A complete and exact copy of the entries below is the expected result.
___
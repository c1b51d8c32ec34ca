use anyhow::{Context, Result};

/// Application configuration loaded from environment variables.
/// Fails at startup if required variables are missing.
#[derive(Debug, Clone)]
pub struct Config {
    pub database_url: String,
    pub anthropic_api_key: String,
    pub wordpress_site_url: String,
    pub wordpress_username: String,
    pub wordpress_app_password: String,
    pub port: u16,
    pub rust_log: String,
}

impl Config {
    pub fn from_env() -> Result<Self> {
        dotenvy::dotenv().ok(); // load .env if present; ignore if missing

        Ok(Config {
            database_url: require_env("DATABASE_URL")?,
            anthropic_api_key: require_env("ANTHROPIC_API_KEY")?,
            wordpress_site_url: require_env("WORDPRESS_SITE_URL")?,
            wordpress_username: require_env("WORDPRESS_USERNAME")?,
            wordpress_app_password: require_env("WORDPRESS_APP_PASSWORD")?,
            port: std::env::var("PORT")
                .unwrap_or_else(|_| "8080".to_string())
                .parse::<u16>()
                .context("PORT must be a valid port number")?,
            rust_log: std::env::var("RUST_LOG").unwrap_or_else(|_| "info".to_string()),
        })
    }
}

fn require_env(key: &str) -> Result<String> {
    std::env::var(key).with_context(|| format!("Required environment variable '{key}' is not set"))
}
___
The answer
repository c1b51d8c32ec34ca
use anyhow::{Context, Result};

/// Application configuration loaded from environment variables.
/// Fails at startup if required variables are missing.
#[derive(Debug, Clone)]
pub struct Config {
    pub database_url: String,
    pub anthropic_api_key: String,
    pub wordpress_site_url: String,
    pub wordpress_username: String,
    pub wordpress_app_password: String,
    pub port: u16,
    pub rust_log: String,
}

impl Config {
    pub fn from_env() -> Result<Self> {
        dotenvy::dotenv().ok(); // load .env if present; ignore if missing

        Ok(Config {
            database_url: require_env("DATABASE_URL")?,
            anthropic_api_key: require_env("ANTHROPIC_API_KEY")?,
            wordpress_site_url: require_env("WORDPRESS_SITE_URL")?,
            wordpress_username: require_env("WORDPRESS_USERNAME")?,
            wordpress_app_password: require_env("WORDPRESS_APP_PASSWORD")?,
            port: std::env::var("PORT")
                .unwrap_or_else(|_| "8080".to_string())
                .parse::<u16>()
                .context("PORT must be a valid port number")?,
            rust_log: std::env::var("RUST_LOG").unwrap_or_else(|_| "info".to_string()),
        })
    }
}

fn require_env(key: &str) -> Result<String> {
    std::env::var(key).with_context(|| format!("Required environment variable '{key}' is not set"))
}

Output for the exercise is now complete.